[Action item]: Only lines that contain the word "relative" are to be returned from the data below.

─── Dataset excerpts

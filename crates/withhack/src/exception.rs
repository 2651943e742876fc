use std::{borrow::Cow, fmt};

use strum::{Display, EnumString, IntoStaticStr};

/// Result type alias for operations that can produce a runtime error.
pub type RunResult<T> = Result<T, RunError>;

/// Exception types understood by the VM.
///
/// Uses strum derives for automatic `Display`, `FromStr`, and `Into<&'static str>` implementations.
/// The string representation matches the variant name exactly (e.g., `ValueError` -> "ValueError"),
/// which is also the name scripts use to refer to the type.
#[derive(Debug, Clone, Copy, PartialEq, Eq, Hash, Display, EnumString, IntoStaticStr)]
pub enum ExcType {
    /// Root of the hierarchy.
    BaseException,
    /// Matches every ordinary exception in `except` clauses.
    Exception,

    // --- ArithmeticError hierarchy ---
    ArithmeticError,
    ZeroDivisionError,

    // --- LookupError hierarchy ---
    LookupError,
    KeyError,
    IndexError,

    AttributeError,
    NameError,
    /// Subclass of NameError, raised when a local slot is read before assignment.
    UnboundLocalError,
    TypeError,
    ValueError,
    StopIteration,
    SyntaxError,

    // --- RuntimeError hierarchy ---
    RuntimeError,
    NotImplementedError,
    RecursionError,

    /// Raised for violated interpreter invariants (malformed bytecode and the like).
    SystemError,

    /// Sentinel raised through a frame's trace hook to leave a with-block
    /// before its body runs.
    ///
    /// Derives directly from `BaseException` so `except Exception` never sees it,
    /// and it is not registered as a builtin name.
    #[strum(serialize = "BlockSkip")]
    BlockSkip,
}

impl ExcType {
    /// Exception types exposed to scripts as builtin names.
    pub const BUILTIN: &'static [Self] = &[
        Self::BaseException,
        Self::Exception,
        Self::ArithmeticError,
        Self::ZeroDivisionError,
        Self::LookupError,
        Self::KeyError,
        Self::IndexError,
        Self::AttributeError,
        Self::NameError,
        Self::UnboundLocalError,
        Self::TypeError,
        Self::ValueError,
        Self::StopIteration,
        Self::SyntaxError,
        Self::RuntimeError,
        Self::NotImplementedError,
        Self::RecursionError,
        Self::SystemError,
    ];

    /// Returns the direct base class, `None` for `BaseException`.
    #[must_use]
    pub fn parent(self) -> Option<Self> {
        match self {
            Self::BaseException => None,
            Self::Exception | Self::BlockSkip => Some(Self::BaseException),
            Self::ZeroDivisionError => Some(Self::ArithmeticError),
            Self::KeyError | Self::IndexError => Some(Self::LookupError),
            Self::UnboundLocalError => Some(Self::NameError),
            Self::NotImplementedError | Self::RecursionError => Some(Self::RuntimeError),
            Self::ArithmeticError
            | Self::LookupError
            | Self::AttributeError
            | Self::NameError
            | Self::TypeError
            | Self::ValueError
            | Self::StopIteration
            | Self::SyntaxError
            | Self::RuntimeError
            | Self::SystemError => Some(Self::Exception),
        }
    }

    /// Checks whether `self` is `other` or derives from it.
    #[must_use]
    pub fn is_subclass_of(self, other: Self) -> bool {
        let mut current = Some(self);
        while let Some(t) = current {
            if t == other {
                return true;
            }
            current = t.parent();
        }
        false
    }

    /// Builds a `RunError` of this type with the given message.
    #[must_use]
    pub fn err(self, msg: impl Into<String>) -> RunError {
        RunError::Exc(Exception::new(self, msg))
    }
}

/// An exception instance: a type plus an optional message.
#[derive(Debug, Clone, PartialEq, Eq)]
pub struct Exception {
    exc_type: ExcType,
    message: Option<String>,
}

impl Exception {
    #[must_use]
    pub fn new(exc_type: ExcType, message: impl Into<String>) -> Self {
        Self {
            exc_type,
            message: Some(message.into()),
        }
    }

    /// Creates an exception without a message, as `raise ValueError` would.
    #[must_use]
    pub fn bare(exc_type: ExcType) -> Self {
        Self {
            exc_type,
            message: None,
        }
    }

    #[must_use]
    pub fn exc_type(&self) -> ExcType {
        self.exc_type
    }

    #[must_use]
    pub fn message(&self) -> Option<&str> {
        self.message.as_deref()
    }

    #[must_use]
    pub fn is_block_skip(&self) -> bool {
        self.exc_type == ExcType::BlockSkip
    }
}

impl fmt::Display for Exception {
    fn fmt(&self, f: &mut fmt::Formatter<'_>) -> fmt::Result {
        match &self.message {
            Some(msg) if !msg.is_empty() => write!(f, "{}: {msg}", self.exc_type),
            _ => write!(f, "{}", self.exc_type),
        }
    }
}

impl std::error::Error for Exception {}

/// Error produced while running bytecode.
///
/// `Exc` is an ordinary exception that scripts can catch. `Internal` marks a
/// bug in the VM itself and is never routed to `except` handlers.
#[derive(Debug, Clone, thiserror::Error)]
pub enum RunError {
    #[error("{0}")]
    Exc(Exception),
    #[error("internal error: {0}")]
    Internal(Cow<'static, str>),
}

impl RunError {
    pub fn internal(msg: impl Into<Cow<'static, str>>) -> Self {
        Self::Internal(msg.into())
    }

    /// Returns the exception if this error is catchable.
    #[must_use]
    pub fn exception(&self) -> Option<&Exception> {
        match self {
            Self::Exc(exc) => Some(exc),
            Self::Internal(_) => None,
        }
    }

    /// Checks whether this is a catchable exception of (a subclass of) `exc_type`.
    #[must_use]
    pub fn is(&self, exc_type: ExcType) -> bool {
        self.exception().is_some_and(|exc| exc.exc_type().is_subclass_of(exc_type))
    }
}

impl From<Exception> for RunError {
    fn from(exc: Exception) -> Self {
        Self::Exc(exc)
    }
}

#[cfg(test)]
mod tests {
    use super::*;

    #[test]
    fn hierarchy_walks_to_base() {
        assert!(ExcType::KeyError.is_subclass_of(ExcType::LookupError));
        assert!(ExcType::KeyError.is_subclass_of(ExcType::Exception));
        assert!(!ExcType::KeyError.is_subclass_of(ExcType::AttributeError));
        assert!(!ExcType::BlockSkip.is_subclass_of(ExcType::Exception));
        assert!(ExcType::BlockSkip.is_subclass_of(ExcType::BaseException));
    }

    #[test]
    fn names_round_trip_through_strum() {
        let parsed: ExcType = "ZeroDivisionError".parse().unwrap();
        assert_eq!(parsed, ExcType::ZeroDivisionError);
        assert_eq!(Exception::new(ExcType::ValueError, "bad").to_string(), "ValueError: bad");
        assert_eq!(Exception::bare(ExcType::KeyError).to_string(), "KeyError");
    }
}
//! Fixed-layout instruction view of raw bytecode.
//!
//! A [`ConcreteInstr`] is one decoded instruction with its raw operand still
//! an index into the code's tables. Decoding and encoding are exact inverses.

use super::{
    Code,
    op::{OperandKind, Opcode},
};

/// One decoded instruction.
#[derive(Debug, Clone, Copy, PartialEq, Eq)]
pub struct ConcreteInstr {
    /// Byte offset of the opcode.
    pub offset: usize,
    pub opcode: Opcode,
    /// Raw operand; jump offsets are stored as their two's-complement bits.
    pub arg: u16,
}

impl ConcreteInstr {
    /// Encoded size in bytes.
    #[must_use]
    pub fn size(&self) -> usize {
        self.opcode.size()
    }

    /// Absolute target offset of a jump instruction.
    #[must_use]
    pub fn jump_target(&self) -> Option<usize> {
        if self.opcode.operand() != OperandKind::Jump {
            return None;
        }
        let relative = i64::from(i16::from_le_bytes(self.arg.to_le_bytes()));
        let end = i64::try_from(self.offset + self.size()).ok()?;
        usize::try_from(end + relative).ok()
    }
}

/// Error decoding raw bytecode.
#[derive(Debug, Clone, PartialEq, Eq, thiserror::Error)]
pub enum DecodeError {
    #[error("unknown opcode byte {byte:#04x} at offset {offset}")]
    UnknownOpcode { offset: usize, byte: u8 },
    #[error("instruction at offset {offset} is truncated")]
    Truncated { offset: usize },
    #[error("operand of the instruction at offset {offset} is out of range")]
    BadOperand { offset: usize },
}

/// Decodes the full bytecode of `code` into concrete instructions.
pub fn decode(code: &Code) -> Result<Vec<ConcreteInstr>, DecodeError> {
    decode_bytes(code.bytecode())
}

pub(crate) fn decode_bytes(bytes: &[u8]) -> Result<Vec<ConcreteInstr>, DecodeError> {
    let mut instrs = Vec::new();
    let mut offset = 0;
    while offset < bytes.len() {
        let byte = bytes[offset];
        let opcode = Opcode::from_repr(byte).ok_or(DecodeError::UnknownOpcode { offset, byte })?;
        let operand = bytes
            .get(offset + 1..offset + opcode.size())
            .ok_or(DecodeError::Truncated { offset })?;
        let arg = match *operand {
            [] => 0,
            [b] => u16::from(b),
            [lo, hi] => u16::from_le_bytes([lo, hi]),
            _ => return Err(DecodeError::Truncated { offset }),
        };
        instrs.push(ConcreteInstr { offset, opcode, arg });
        offset += opcode.size();
    }
    Ok(instrs)
}

/// Encodes instructions back into raw bytes, ignoring their recorded offsets.
#[must_use]
pub fn encode(instrs: &[ConcreteInstr]) -> Vec<u8> {
    let mut bytes = Vec::with_capacity(instrs.iter().map(ConcreteInstr::size).sum());
    for instr in instrs {
        bytes.push(instr.opcode as u8);
        match instr.opcode.operand().width() {
            0 => {}
            1 => bytes.push(instr.arg.to_le_bytes()[0]),
            _ => bytes.extend_from_slice(&instr.arg.to_le_bytes()),
        }
    }
    bytes
}

#[cfg(test)]
mod tests {
    use super::*;

    #[test]
    fn decode_reports_offsets_and_jump_targets() {
        // LoadConst 0; PopJumpIfFalse +1; Pop; ReturnValue
        let bytes = [Opcode::LoadConst as u8, 0, 0, Opcode::PopJumpIfFalse as u8, 1, 0, Opcode::Pop as u8, Opcode::ReturnValue as u8];
        let instrs = decode_bytes(&bytes).unwrap();
        let offsets: Vec<_> = instrs.iter().map(|i| i.offset).collect();
        assert_eq!(offsets, vec![0, 3, 6, 7]);
        assert_eq!(instrs[1].jump_target(), Some(7));
        assert_eq!(encode(&instrs), bytes.to_vec());
    }

    #[test]
    fn backward_jump_offsets_are_signed() {
        let back = (-3i16).to_le_bytes();
        let bytes = [Opcode::Jump as u8, back[0], back[1]];
        let instrs = decode_bytes(&bytes).unwrap();
        assert_eq!(instrs[0].jump_target(), Some(0));
    }

    #[test]
    fn truncated_and_unknown_bytes_are_errors() {
        assert_eq!(
            decode_bytes(&[Opcode::LoadConst as u8, 0]),
            Err(DecodeError::Truncated { offset: 0 })
        );
        assert!(matches!(decode_bytes(&[0xff]), Err(DecodeError::UnknownOpcode { offset: 0, .. })));
    }
}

──────

[Result of the task]:
        let relative = i64::from(i16::from_le_bytes(self.arg.to_le_bytes()));
        usize::try_from(end + relative).ok()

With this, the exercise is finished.